William: I carry pieces of both of my parents, though in very different ways. My mother is where my warmth, curiosity, laughter, and desire for connection come from — she’s always approached people with openness and a sense of possibility, though there is fire in the belly! My father gave me steadiness and work ethic, the ability to stay focused and build things over time, and also that quiet recharge. He loved being outdoors in the beauty and silence of nature and I bring that into my life in my own way.
And then there’s the path they didn’t take: neither of them were musicians, but they encouraged creativity. If anything, I’m a blend of their values shaped by the unexpected world that music opened up for me. They both now sing in the church choir along with my sister, Liesel, who was in the Canadian Opera Company in the early 2000’s!

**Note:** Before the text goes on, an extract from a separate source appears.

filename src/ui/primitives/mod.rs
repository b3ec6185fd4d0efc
pub mod icon;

What is the best or worst thing about what you do?
The best part of my work — whether performing, teaching, or directing a festival — is witnessing transformation and impacting a life. A concert that changes the room or the individual. A student discovering a new part of themselves. An ensemble growing into its artistic identity. A concert space that opens into each individual’s moment of choice.
The hardest part is the pace. The artistic world is 24/7 — travel, rehearsals, emails, programming, planning seasons years ahead. Finding balance while trying to give my full self to each role is both a joy and an ongoing negotiation and you can ask my wife, Leah, and my boys – Max and Olli, how that’s going!

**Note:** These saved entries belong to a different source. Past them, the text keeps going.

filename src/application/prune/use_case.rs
//! Prune Use Case
//!
//! Runs a removal plan: dispose every module outside the target's closure,
//! then strip test roots from the kept modules. Stages only move forward:
//! `Idle → ClosureComputed → Planned → DisposingModules → DeletingTestRoots → Done`.

use std::marker::PhantomData;
use std::sync::Arc;

use crate::domain::entities::{ModuleId, RemovalPlan};
use crate::domain::ports::{
    DescriptorResolver, DispatchError, FileSystem, ModuleRegistry, MutationExecutor,
    RemovalEvent, RemovalEventSink, StepDelay,
};
use crate::domain::services::{DependencyClosureBuilder, RemovalPlanner};
use crate::error::{PruneError, PruneResult};

use super::deleter::{FileTreeDeleter, ModuleFileIndex};
use super::options::PruneOptions;
use super::result::{DisposedModule, PruneReport, PruneStage};

/// Prune use case - shrinks the project to one module's closure
pub struct PruneUseCase<S, E, FS, P>
where
    S: ModuleRegistry + DescriptorResolver + Send + 'static,
    E: MutationExecutor<S>,
    FS: FileSystem + 'static,
    P: StepDelay,
{
    executor: E,
    deleter: Arc<FileTreeDeleter<FS>>,
    delay: P,
    events: Arc<dyn RemovalEventSink>,
    _state: PhantomData<fn() -> S>,
}

impl<S, E, FS, P> PruneUseCase<S, E, FS, P>
where
    S: ModuleRegistry + DescriptorResolver + Send + 'static,
    E: MutationExecutor<S>,
    FS: FileSystem + 'static,
    P: StepDelay,
{
    pub fn new(
        executor: E,
        deleter: FileTreeDeleter<FS>,
        delay: P,
        events: Arc<dyn RemovalEventSink>,
    ) -> Self {
        Self {
            executor,
            deleter: Arc::new(deleter),
            delay,
            events,
            _state: PhantomData,
        }
    }

    /// Compute the plan for `target` without touching anything
    pub fn plan(&self, target: &str) -> PruneResult<Option<RemovalPlan>> {
        let target = target.to_string();
        Ok(self.executor.invoke_and_wait(move |model: &mut S| plan_for(model, &target))?)
    }

    /// Execute the whole run.
    ///
    /// File failures never abort the run. An interrupted step delay, a failed
    /// unregistration or a dead mutation thread do, leaving whatever was
    /// already removed in place.
    pub fn execute(&self, options: &PruneOptions) -> PruneResult<PruneReport> {
        let mut report = PruneReport::new();

        let target = options.target.clone();
        let planned = self
            .executor
            .invoke_and_wait(move |model: &mut S| plan_for(model, &target));
        let Some(planned) = accept(planned)? else {
            return Ok(self.cancelled(report, 0, 0));
        };
        let Some(plan) = planned else {
            tracing::info!(target = %options.target, "no such module, nothing to do");
            return Ok(report);
        };
        report.stage = PruneStage::ClosureComputed;

        let names: Vec<&str> = plan.dispose().iter().map(|m| m.name()).collect();
        tracing::info!(modules = ?names, "should dispose modules");
        self.events.on_event(RemovalEvent::Planned {
            target: options.target.clone(),
            keep_count: plan.closure().len(),
            dispose_count: plan.dispose().len(),
            test_root_count: plan.test_roots().len(),
        });
        report.plan = Some(plan.clone());
        report.stage = PruneStage::Planned;

        if options.dry_run {
            return Ok(report);
        }

        let total = plan.step_count();
        let mut completed = 0;

        report.stage = PruneStage::DisposingModules;
        for module in plan.dispose() {
            if self.executor.is_cancelled() {
                return Ok(self.cancelled(report, completed, total));
            }
            self.step_started(completed, total, module.name().to_string());

            let id = module.id();
            let deleter = Arc::clone(&self.deleter);
            let deletion = self.executor.invoke_and_wait(move |model: &mut S| {
                let index = ModuleFileIndex::for_module(id, model.modules());
                deleter.delete_tree(&index)
            });
            let Some(deletion) = accept(deletion)? else {
                return Ok(self.cancelled(report, completed, total));
            };

            self.delay.pause()?;
            self.unregister(id)?;

            tracing::info!(
                module = %module.name(),
                files = deletion.files_deleted,
                passes = deletion.passes,
                "disposed module"
            );
            if deletion.may_leave_residue() {
                tracing::warn!(module = %module.name(), "module unregistered with files left on disk");
            }
            self.events.on_event(RemovalEvent::ModuleDisposed {
                name: module.name().to_string(),
                files_deleted: deletion.files_deleted,
                residue: deletion.may_leave_residue(),
            });
            report.disposed.push(DisposedModule {
                name: module.name().to_string(),
                deletion,
            });

            completed += 1;
            self.progress(completed, total);
        }

        report.stage = PruneStage::DeletingTestRoots;
        for root in plan.test_roots() {
            if self.executor.is_cancelled() {
                return Ok(self.cancelled(report, completed, total));
            }
            self.step_started(completed, total, root.display().to_string());

            let deleter = Arc::clone(&self.deleter);
            let path = root.clone();
            let removed = self
                .executor
                .invoke_and_wait(move |model: &mut S| {
                    deleter.delete_directory(&path, model.modules())
                });
            let Some(removed) = accept(removed)? else {
                return Ok(self.cancelled(report, completed, total));
            };

            if removed {
                self.events.on_event(RemovalEvent::TestRootDeleted { path: root.clone() });
                report.test_roots_deleted.push(root.clone());
            } else {
                report.test_roots_failed.push(root.clone());
            }

            self.delay.pause()?;

            completed += 1;
            self.progress(completed, total);
        }

        report.stage = PruneStage::Done;
        self.events.on_event(RemovalEvent::Completed {
            modules_disposed: report.disposed.len(),
            test_roots_deleted: report.test_roots_deleted.len(),
            files_deleted: report.files_deleted(),
        });
        Ok(report)
    }

    fn unregister(&self, id: ModuleId) -> PruneResult<()> {
        // Not cancellable: the module's files are already gone.
        self.executor
            .finish_step(move |model: &mut S| model.unregister(id))??;
        Ok(())
    }

    fn step_started(&self, index: usize, total: usize, label: String) {
        tracing::debug!(step = index + 1, total, "removing {}", label);
        self.events
            .on_event(RemovalEvent::StepStarted { index, total, label });
    }

    fn progress(&self, completed: usize, total: usize) {
        let fraction = completed as f64 / total as f64;
        self.events.on_event(RemovalEvent::Progress { fraction });
    }

    fn cancelled(&self, mut report: PruneReport, completed: usize, total: usize) -> PruneReport {
        tracing::info!(completed, total, "prune cancelled");
        report.cancelled = true;
        self.events
            .on_event(RemovalEvent::Cancelled { completed, total });
        report
    }
}

/// Closure and plan for the module named `target`, computed against one
/// consistent view of the model.
fn plan_for<S>(model: &S, target: &str) -> Option<RemovalPlan>
where
    S: ModuleRegistry + DescriptorResolver,
{
    let seed = model.find_by_name(target)?.id();
    let same_name = model
        .modules()
        .iter()
        .filter(|m| m.name() == target)
        .count();
    if same_name > 1 {
        tracing::warn!(target, count = same_name, "several modules share this name, using the first");
    }

    let closure = DependencyClosureBuilder::new(model, model).build(seed);
    Some(RemovalPlanner::plan(model.modules(), closure, seed))
}

/// `Ok(None)` when the hand-off was cancelled
fn accept<T>(result: Result<T, DispatchError>) -> PruneResult<Option<T>> {
    match result {
        Ok(value) => Ok(Some(value)),
        Err(DispatchError::Cancelled) => Ok(None),
        Err(e) => Err(PruneError::Dispatch(e)),
    }
}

Who/What do you like to listen to or watch?
I listen widely — classical, fiddle traditions, singer-songwriters, jazz. I’m as happy diving into a Beethoven quartet recording as I am listening to The Fretless, or whatever folk or roots band someone just introduced me to. Love me some Garth Brooks, Dolly, or Gordon Lightfoot! When I unwind, I lean toward shows and stories about creativity, craftsmanship, or human problem-solving — and, occasionally, a good murder mystery.

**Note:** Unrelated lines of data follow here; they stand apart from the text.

//! File tree deletion
//!
//! Directory removal is bottom-up, and a single pre-order pass only sees a
//! directory before its children are gone. So the leaf pass is repeated
//! until it deletes nothing, up to [`MAX_DELETE_PASSES`].

use std::path::{Path, PathBuf};
use std::sync::Arc;

use crate::domain::entities::{Module, ModuleId};
use crate::domain::policies::WorkspaceFilePolicy;
use crate::domain::ports::{FileSystem, RemovalEvent, RemovalEventSink};

/// Upper bound on leaf passes per module tree
pub const MAX_DELETE_PASSES: usize = 40;

/// The files a module owns: its content roots minus nested roots of other modules
#[derive(Debug, Clone, Default, PartialEq, Eq)]
pub struct ModuleFileIndex {
    roots: Vec<PathBuf>,
    excluded: Vec<PathBuf>,
}

impl ModuleFileIndex {
    pub fn new(roots: Vec<PathBuf>, excluded: Vec<PathBuf>) -> Self {
        Self { roots, excluded }
    }

    /// Index of `module` against the currently registered `modules`.
    ///
    /// Any content root of another module that lies inside (or equals) one of
    /// this module's roots is excluded, so kept modules nested under a
    /// disposed aggregator survive.
    pub fn for_module(module: ModuleId, modules: &[Module]) -> Self {
        let Some(own) = modules.iter().find(|m| m.id() == module) else {
            return Self::default();
        };
        let roots = own.content_roots().to_vec();
        let excluded = modules
            .iter()
            .filter(|m| m.id() != module)
            .flat_map(|m| m.content_roots())
            .filter(|other| roots.iter().any(|root| other.starts_with(root)))
            .cloned()
            .collect();
        Self { roots, excluded }
    }

    pub fn roots(&self) -> &[PathBuf] {
        &self.roots
    }

    pub fn excluded(&self) -> &[PathBuf] {
        &self.excluded
    }
}

/// Outcome of deleting one module's tree
#[derive(Debug, Clone, Default, PartialEq, Eq)]
pub struct TreeDeletion {
    /// Leaf passes run
    pub passes: usize,
    /// Files and empty directories removed
    pub files_deleted: usize,
    /// Failed delete attempts (a node retried in several passes counts each time)
    pub failed_attempts: usize,
    /// The pass cap was reached while passes were still deleting
    pub exhausted: bool,
}

impl TreeDeletion {
    /// Whether content may remain on disk
    pub fn may_leave_residue(&self) -> bool {
        self.exhausted || self.failed_attempts > 0
    }
}

pub struct FileTreeDeleter<FS: FileSystem> {
    fs: FS,
    policy: WorkspaceFilePolicy,
    events: Arc<dyn RemovalEventSink>,
}

impl<FS: FileSystem> FileTreeDeleter<FS> {
    pub fn new(fs: FS, policy: WorkspaceFilePolicy, events: Arc<dyn RemovalEventSink>) -> Self {
        Self { fs, policy, events }
    }

    /// Delete everything deletable under `index`, retrying until stable
    pub fn delete_tree(&self, index: &ModuleFileIndex) -> TreeDeletion {
        let mut summary = TreeDeletion::default();
        while summary.passes < MAX_DELETE_PASSES {
            summary.passes += 1;
            if !self.delete_leaves(index, &mut summary) {
                return summary;
            }
        }

        summary.exhausted = true;
        tracing::warn!(
            roots = ?index.roots(),
            passes = MAX_DELETE_PASSES,
            "deletion did not settle, content may remain"
        );
        summary
    }

    /// One pass: delete every unprotected leaf. Returns whether anything was deleted.
    pub fn delete_leaves(&self, index: &ModuleFileIndex, summary: &mut TreeDeletion) -> bool {
        let detailed = self.events.wants_detailed_events();
        let mut deleted_any = false;

        for root in index.roots() {
            for path in self.fs.content(root, index.excluded()) {
                if self.policy.is_protected_in(root, &path) {
                    tracing::info!(path = %path.display(), "skip file");
                    if detailed {
                        self.events.on_event(RemovalEvent::FileSkipped { path });
                    }
                    continue;
                }

                match self.fs.is_leaf(&path) {
                    Ok(true) => {}
                    Ok(false) => continue,
                    Err(e) => {
                        tracing::debug!(path = %path.display(), error = %e, "cannot inspect node");
                        continue;
                    }
                }

                tracing::info!(path = %path.display(), "removing file");
                match self.fs.remove(&path) {
                    Ok(()) => {
                        deleted_any = true;
                        summary.files_deleted += 1;
                        if detailed {
                            self.events.on_event(RemovalEvent::FileDeleted { path });
                        }
                    }
                    Err(e) => {
                        summary.failed_attempts += 1;
                        tracing::warn!(path = %path.display(), error = %e, "failed to delete");
                        if detailed {
                            self.events.on_event(RemovalEvent::FileError {
                                path,
                                error: e.to_string(),
                            });
                        }
                    }
                }
            }
        }

        deleted_any
    }

    /// Remove a whole directory in a single attempt. Failure is logged, not raised.
    ///
    /// A directory that holds a content root of any of `modules` is left in
    /// place, as the recursive removal would take that module's files with it.
    pub fn delete_directory(&self, path: &Path, modules: &[Module]) -> bool {
        let nested = modules
            .iter()
            .flat_map(|m| m.content_roots())
            .find(|root| root.starts_with(path));
        if let Some(nested) = nested {
            tracing::warn!(
                path = %path.display(),
                nested = %nested.display(),
                "directory holds a module content root, not removing"
            );
            if self.events.wants_detailed_events() {
                self.events.on_event(RemovalEvent::FileError {
                    path: path.to_path_buf(),
                    error: format!("holds module content root {}", nested.display()),
                });
            }
            return false;
        }

        tracing::info!(path = %path.display(), "removing directory");
        match self.fs.remove_all(path) {
            Ok(()) => true,
            Err(e) => {
                tracing::warn!(path = %path.display(), error = %e, "failed to delete");
                if self.events.wants_detailed_events() {
                    self.events.on_event(RemovalEvent::FileError {
                        path: path.to_path_buf(),
                        error: e.to_string(),
                    });
                }
                false
            }
        }
    }
}

#[cfg(test)]
mod tests {
    use super::*;
    use crate::application::prune::memory_fs::MemoryFs;
    use crate::domain::ports::NoopEventSink;
    use std::sync::Mutex;

    struct Recorder(Mutex<Vec<RemovalEvent>>);

    impl RemovalEventSink for Recorder {
        fn on_event(&self, event: RemovalEvent) {
            self.0.lock().unwrap().push(event);
        }
    }

    fn deleter(fs: &MemoryFs) -> FileTreeDeleter<MemoryFs> {
        FileTreeDeleter::new(
            fs.clone(),
            WorkspaceFilePolicy::default(),
            Arc::new(NoopEventSink),
        )
    }

    fn index(root: &str) -> ModuleFileIndex {
        ModuleFileIndex::new(vec![PathBuf::from(root)], Vec::new())
    }

    #[test]
    fn deletes_whole_tree_bottom_up() {
        let fs = MemoryFs::new();
        fs.file("/p/lib/src/main/A.java")
            .file("/p/lib/src/main/B.java")
            .file("/p/lib/pom.xml");

        let summary = deleter(&fs).delete_tree(&index("/p/lib"));

        assert!(!fs.has("/p/lib"));
        assert!(fs.has("/p"));
        assert!(!summary.exhausted);
        assert_eq!(summary.failed_attempts, 0);
        // files + src/main + src + lib
        assert_eq!(summary.files_deleted, 6);
    }

    #[test]
    fn single_pass_only_removes_current_leaves() {
        let fs = MemoryFs::new();
        fs.file("/p/lib/a/b/file.txt");
        let mut summary = TreeDeletion::default();

        let deleted = deleter(&fs).delete_leaves(&index("/p/lib"), &mut summary);

        assert!(deleted);
        assert!(!fs.has("/p/lib/a/b/file.txt"));
        assert!(fs.has("/p/lib/a/b"));
    }

    #[test]
    fn pass_count_tracks_depth() {
        let fs = MemoryFs::new();
        fs.file("/p/lib/a/b/file.txt");

        let summary = deleter(&fs).delete_tree(&index("/p/lib"));

        // file, b, a, lib each need a pass, then one pass that deletes nothing
        assert_eq!(summary.passes, 5);
        assert!(!fs.has("/p/lib"));
    }

    #[test]
    fn protected_files_are_skipped() {
        let fs = MemoryFs::new();
        fs.file("/p/lib/.idea/foo.xml")
            .file("/p/lib/.idea/foo.iml")
            .file("/p/lib/lib.iml")
            .file("/p/lib/src/A.java");

        deleter(&fs).delete_tree(&index("/p/lib"));

        assert!(fs.has("/p/lib/.idea/foo.xml"));
        assert!(!fs.has("/p/lib/.idea/foo.iml"));
        assert!(!fs.has("/p/lib/lib.iml"));
        assert!(!fs.has("/p/lib/src"));
        // the protected file keeps its directories alive
        assert!(fs.has("/p/lib/.idea"));
        assert!(fs.has("/p/lib"));
    }

    #[test]
    fn project_inside_a_workspace_named_directory_is_still_pruned() {
        let fs = MemoryFs::new();
        fs.file("/home/.idea/proj/lib/src/A.java")
            .file("/home/.idea/proj/lib/.idea/misc.xml");

        deleter(&fs).delete_tree(&index("/home/.idea/proj/lib"));

        assert!(!fs.has("/home/.idea/proj/lib/src"));
        assert!(fs.has("/home/.idea/proj/lib/.idea/misc.xml"));
    }

    #[test]
    fn skips_are_reported_to_detailed_sinks() {
        let fs = MemoryFs::new();
        fs.file("/p/lib/app.ipr");
        let recorder = Arc::new(Recorder(Mutex::new(Vec::new())));
        let deleter = FileTreeDeleter::new(
            fs.clone(),
            WorkspaceFilePolicy::default(),
            recorder.clone(),
        );

        let mut summary = TreeDeletion::default();
        deleter.delete_leaves(&index("/p/lib"), &mut summary);

        let events = recorder.0.lock().unwrap();
        assert!(events.contains(&RemovalEvent::FileSkipped {
            path: PathBuf::from("/p/lib/app.ipr")
        }));
    }

    #[test]
    fn denied_file_stays_and_is_not_fatal() {
        let fs = MemoryFs::new();
        fs.file("/p/lib/locked.bin")
            .file("/p/lib/free.txt")
            .deny("/p/lib/locked.bin");

        let summary = deleter(&fs).delete_tree(&index("/p/lib"));

        assert!(fs.has("/p/lib/locked.bin"));
        assert!(!fs.has("/p/lib/free.txt"));
        assert!(fs.has("/p/lib"));
        // retried once per pass: pass 1 deletes free.txt, pass 2 deletes nothing
        assert_eq!(summary.passes, 2);
        assert_eq!(summary.failed_attempts, 2);
        assert!(summary.may_leave_residue());
    }

    #[test]
    fn file_denied_once_is_deleted_on_a_later_pass() {
        let fs = MemoryFs::new();
        fs.file("/p/lib/a/nested.txt")
            .file("/p/lib/flaky.txt")
            .deny("/p/lib/flaky.txt");
        let deleter = deleter(&fs);
        let idx = index("/p/lib");

        let mut summary = TreeDeletion::default();
        assert!(deleter.delete_leaves(&idx, &mut summary));
        assert!(fs.has("/p/lib/flaky.txt"));

        fs.allow("/p/lib/flaky.txt");
        assert!(deleter.delete_leaves(&idx, &mut summary));
        assert!(!fs.has("/p/lib/flaky.txt"));
    }

    #[test]
    fn retry_loop_is_capped() {
        let fs = MemoryFs::new();
        let mut deep = String::from("/p/deep");
        for level in 0..45 {
            deep.push_str(&format!("/d{}", level));
        }
        fs.dir(&deep);

        let summary = deleter(&fs).delete_tree(&index("/p/deep"));

        assert_eq!(summary.passes, MAX_DELETE_PASSES);
        assert!(summary.exhausted);
        assert_eq!(summary.files_deleted, MAX_DELETE_PASSES);
        // residue is accepted
        assert!(fs.has("/p/deep"));
    }

    #[test]
    fn tree_within_pass_budget_is_fully_removed() {
        let fs = MemoryFs::new();
        let mut deep = String::from("/p/deep");
        for level in 0..38 {
            deep.push_str(&format!("/d{}", level));
        }
        fs.dir(&deep);

        let summary = deleter(&fs).delete_tree(&index("/p/deep"));

        assert!(!fs.has("/p/deep"));
        assert!(!summary.exhausted);
        assert_eq!(summary.passes, 40);
    }

    #[test]
    fn nested_roots_of_other_modules_are_not_touched() {
        let fs = MemoryFs::new();
        fs.file("/p/pom.xml")
            .file("/p/core/pom.xml")
            .file("/p/core/src/Core.java")
            .file("/p/legacy/Old.java");
        let modules = vec![
            Module::new(ModuleId::new(0), "root").with_content_roots(vec![PathBuf::from("/p")]),
            Module::new(ModuleId::new(1), "core")
                .with_content_roots(vec![PathBuf::from("/p/core")]),
        ];

        let idx = ModuleFileIndex::for_module(ModuleId::new(0), &modules);
        assert_eq!(idx.excluded(), &[PathBuf::from("/p/core")]);

        deleter(&fs).delete_tree(&idx);

        assert!(fs.has("/p/core/src/Core.java"));
        assert!(fs.has("/p/core/pom.xml"));
        assert!(!fs.has("/p/pom.xml"));
        assert!(!fs.has("/p/legacy"));
        assert!(fs.has("/p"));
    }

    #[test]
    fn index_for_unknown_module_is_empty() {
        let idx = ModuleFileIndex::for_module(ModuleId::new(7), &[]);
        assert!(idx.roots().is_empty());
    }

    #[test]
    fn delete_directory_is_single_attempt() {
        let fs = MemoryFs::new();
        fs.file("/p/lib/src/test/T.java").deny("/p/lib/src/test");
        let deleter = deleter(&fs);

        assert!(!deleter.delete_directory(Path::new("/p/lib/src/test"), &[]));
        assert_eq!(fs.remove_calls(), 1);
        assert!(fs.has("/p/lib/src/test/T.java"));
    }

    #[test]
    fn delete_directory_removes_subtree() {
        let fs = MemoryFs::new();
        fs.file("/p/lib/src/test/a/T.java")
            .file("/p/lib/src/main/M.java");

        assert!(deleter(&fs).delete_directory(Path::new("/p/lib/src/test"), &[]));
        assert!(!fs.has("/p/lib/src/test"));
        assert!(fs.has("/p/lib/src/main/M.java"));
        assert!(!fs.paths().is_empty());
    }

    #[test]
    fn delete_directory_keeps_nested_module_roots() {
        let fs = MemoryFs::new();
        fs.file("/p/lib/src/test/T.java")
            .file("/p/lib/src/test/fixtures/pom.xml");
        let modules = vec![
            Module::new(ModuleId::new(0), "lib").with_content_roots(vec![PathBuf::from("/p/lib")]),
            Module::new(ModuleId::new(1), "fixtures")
                .with_content_roots(vec![PathBuf::from("/p/lib/src/test/fixtures")]),
        ];

        let removed = deleter(&fs).delete_directory(Path::new("/p/lib/src/test"), &modules);

        assert!(!removed);
        assert_eq!(fs.remove_calls(), 0);
        assert!(fs.has("/p/lib/src/test/T.java"));
        assert!(fs.has("/p/lib/src/test/fixtures/pom.xml"));
    }
}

I also love silence – which may be unexpected to some. There are a lot of demands on the extrovert side of Will, and there is something so special about the stillness of silence, breath work, and meditation. One of my favourite moments in time is that split second of absolute silence right before a concert performance begins.
What ability or skill do you wish you had, that you don’t?
I wish I had a better skill for slowing down time — the ability to pause, take stock, and savor a moment just a little longer. As musicians, we spend our lives shaping time, pacing emotion, and stretching a phrase to its fullest meaning, yet life outside the concert hall moves at its own unrelenting tempo and rarely stops! I often catch myself wishing I could bring the same spaciousness, intention, and breath to the rest of my world that I strive for onstage.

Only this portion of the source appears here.